*EXERCISE DETAILS*
Start at the top and transcribe every record through the final line exactly.

*RECORD EXCERPTS*
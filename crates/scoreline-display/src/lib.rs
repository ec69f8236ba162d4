//! Display memory layer for the PRU-driven scoreboard
//!
//! This crate answers one question for the renderer: where do I write
//! display bytes? The answer is a single writable region of
//! `display_size + 1` bytes (content plus one trailing control byte),
//! zero-initialized, address-stable for the life of the process, backed
//! either by RAM shared with the scoreboard PRU or by an ordinary
//! in-process buffer.
//!
//! # Architecture
//!
//! ```text
//! DisplayMapper            - selects and owns the provider, once
//!   ├── PruDisplay         - real PRU via libprussdrv (feature "pru")
//!   │     bring-up: init → open → map → zero → event fd → intc → firmware
//!   │     teardown: PRU left running, only the event fd is closed
//!   └── VirtualDisplay     - zeroed heap buffer, no hardware, no globals
//! ```
//!
//! Selection is two-axis: the `pru` cargo feature marks a device-capable
//! build, the `has_pru_display` constructor flag marks a unit that actually
//! has the panel. A non-`pru` build asserts the flag is false.
//!
//! # Usage
//!
//! ```rust
//! use scoreline_display::{DisplayMapper, DisplayMemory};
//!
//! # fn main() -> Result<(), Box<dyn std::error::Error>> {
//! let mapper = DisplayMapper::new(256, false)?;
//!
//! // The renderer writes frames through the raw pointer from here on.
//! let frame = mapper.get();
//! unsafe { frame.as_ptr().write(b'A') };
//! # Ok(())
//! # }
//! ```
//!
//! The returned region is intentionally unsynchronized shared memory; see
//! [`DisplayMemory`] for the contract. Everything above it - what the bytes
//! mean, when frames are written - is the renderer's business, not this
//! crate's.

pub mod error;
pub mod mapper;
pub mod provider;
pub mod virt;

#[cfg(feature = "pru")]
pub mod pru;

// Re-export public API
pub use error::{Error, Result};
pub use mapper::DisplayMapper;
pub use provider::DisplayMemory;
pub use virt::VirtualDisplay;

#[cfg(feature = "pru")]
pub use pru::PruDisplay;
//! Error types for display memory bring-up
//!
//! Every variant is a construction-time failure of the PRU-backed provider;
//! once a provider exists, `get()` cannot fail. The selector never catches
//! or retries these - bring-up either fully succeeds or is a fatal startup
//! condition for the caller.

/// Result type for display memory operations
pub type Result<T> = std::result::Result<T, Error>;

/// Errors that can occur while binding the PRU display
#[derive(Debug, thiserror::Error)]
pub enum Error {
    /// Process-wide prussdrv initialization failed
    #[error("pru-display: prussdrv subsystem initialization failed")]
    SubsystemInit,

    /// Opening the host interrupt event device failed
    #[error("pru-display: failed to open host interrupt {host_interrupt}")]
    InterruptOpen { host_interrupt: u32 },

    /// Mapping the shared PRU RAM bank failed
    #[error("pru-display: failed to map PRU memory region {ram_id}")]
    MemoryMap { ram_id: u32 },

    /// Programming the PRUSS interrupt controller failed
    #[error("pru-display: interrupt controller configuration failed")]
    IntcInit,

    /// Loading the firmware data image failed
    #[error("pru-display: failed to load data image \"{path}\" into PRU {pru}")]
    DataLoad { pru: i32, path: &'static str },

    /// Loading or starting the firmware program image failed
    #[error("pru-display: failed to exec program image \"{path}\" on PRU {pru}")]
    ProgramLoad { pru: i32, path: &'static str },
}

#[cfg(test)]
mod tests {
    use super::*;

    #[test]
    fn data_load_error_names_slot_and_path() {
        let err = Error::DataLoad {
            pru: 1,
            path: "/lib/firmware/pru-display/data.bin",
        };
        let message = err.to_string();
        assert!(message.contains("PRU 1"));
        assert!(message.contains("/lib/firmware/pru-display/data.bin"));
    }

    #[test]
    fn program_load_error_names_slot_and_path() {
        let err = Error::ProgramLoad {
            pru: 1,
            path: "/lib/firmware/pru-display/text.bin",
        };
        let message = err.to_string();
        assert!(message.contains("PRU 1"));
        assert!(message.contains("/lib/firmware/pru-display/text.bin"));
    }

    #[test]
    fn interrupt_error_names_host_interrupt() {
        let err = Error::InterruptOpen { host_interrupt: 1 };
        assert!(err.to_string().contains('1'));
    }
}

*OUTPUT FOR THIS TASK*
filename crates/scoreline-display/src/lib.rs
repository ec69f8236ba162d4
//! Display memory layer for the PRU-driven scoreboard
//!
//! This crate answers one question for the renderer: where do I write
//! display bytes? The answer is a single writable region of
//! `display_size + 1` bytes (content plus one trailing control byte),
//! zero-initialized, address-stable for the life of the process, backed
//! either by RAM shared with the scoreboard PRU or by an ordinary
//! in-process buffer.
//!
//! # Architecture
//!
//! ```text
//! DisplayMapper            - selects and owns the provider, once
//!   ├── PruDisplay         - real PRU via libprussdrv (feature "pru")
//!   │     bring-up: init → open → map → zero → event fd → intc → firmware
//!   │     teardown: PRU left running, only the event fd is closed
//!   └── VirtualDisplay     - zeroed heap buffer, no hardware, no globals
//! ```
//!
//! Selection is two-axis: the `pru` cargo feature marks a device-capable
//! build, the `has_pru_display` constructor flag marks a unit that actually
//! has the panel. A non-`pru` build asserts the flag is false.
//!
//! # Usage
//!
//! ```rust
//! use scoreline_display::{DisplayMapper, DisplayMemory};
//!
//! # fn main() -> Result<(), Box<dyn std::error::Error>> {
//! let mapper = DisplayMapper::new(256, false)?;
//!
//! // The renderer writes frames through the raw pointer from here on.
//! let frame = mapper.get();
//! unsafe { frame.as_ptr().write(b'A') };
//! # Ok(())
//! # }
//! ```
//!
//! The returned region is intentionally unsynchronized shared memory; see
//! [`DisplayMemory`] for the contract. Everything above it - what the bytes
//! mean, when frames are written - is the renderer's business, not this
//! crate's.

pub mod error;
pub mod mapper;
pub mod provider;
pub mod virt;

#[cfg(feature = "pru")]
pub mod pru;

// Re-export public API
pub use error::{Error, Result};
pub use mapper::DisplayMapper;
pub use provider::DisplayMemory;
pub use virt::VirtualDisplay;

#[cfg(feature = "pru")]
pub use pru::PruDisplay;
//! Error types for display memory bring-up
//!
//! Every variant is a construction-time failure of the PRU-backed provider;
//! once a provider exists, `get()` cannot fail. The selector never catches
//! or retries these - bring-up either fully succeeds or is a fatal startup
//! condition for the caller.

/// Result type for display memory operations
pub type Result<T> = std::result::Result<T, Error>;

/// Errors that can occur while binding the PRU display
#[derive(Debug, thiserror::Error)]
pub enum Error {
    /// Process-wide prussdrv initialization failed
    #[error("pru-display: prussdrv subsystem initialization failed")]
    SubsystemInit,

    /// Opening the host interrupt event device failed
    #[error("pru-display: failed to open host interrupt {host_interrupt}")]
    InterruptOpen { host_interrupt: u32 },

    /// Mapping the shared PRU RAM bank failed
    #[error("pru-display: failed to map PRU memory region {ram_id}")]
    MemoryMap { ram_id: u32 },

    /// Programming the PRUSS interrupt controller failed
    #[error("pru-display: interrupt controller configuration failed")]
    IntcInit,

    /// Loading the firmware data image failed
    #[error("pru-display: failed to load data image \"{path}\" into PRU {pru}")]
    DataLoad { pru: i32, path: &'static str },

    /// Loading or starting the firmware program image failed
    #[error("pru-display: failed to exec program image \"{path}\" on PRU {pru}")]
    ProgramLoad { pru: i32, path: &'static str },
}

#[cfg(test)]
mod tests {
    use super::*;

    #[test]
    fn data_load_error_names_slot_and_path() {
        let err = Error::DataLoad {
            pru: 1,
            path: "/lib/firmware/pru-display/data.bin",
        };
        let message = err.to_string();
        assert!(message.contains("PRU 1"));
        assert!(message.contains("/lib/firmware/pru-display/data.bin"));
    }

    #[test]
    fn program_load_error_names_slot_and_path() {
        let err = Error::ProgramLoad {
            pru: 1,
            path: "/lib/firmware/pru-display/text.bin",
        };
        let message = err.to_string();
        assert!(message.contains("PRU 1"));
        assert!(message.contains("/lib/firmware/pru-display/text.bin"));
    }

    #[test]
    fn interrupt_error_names_host_interrupt() {
        let err = Error::InterruptOpen { host_interrupt: 1 };
        assert!(err.to_string().contains('1'));
    }
}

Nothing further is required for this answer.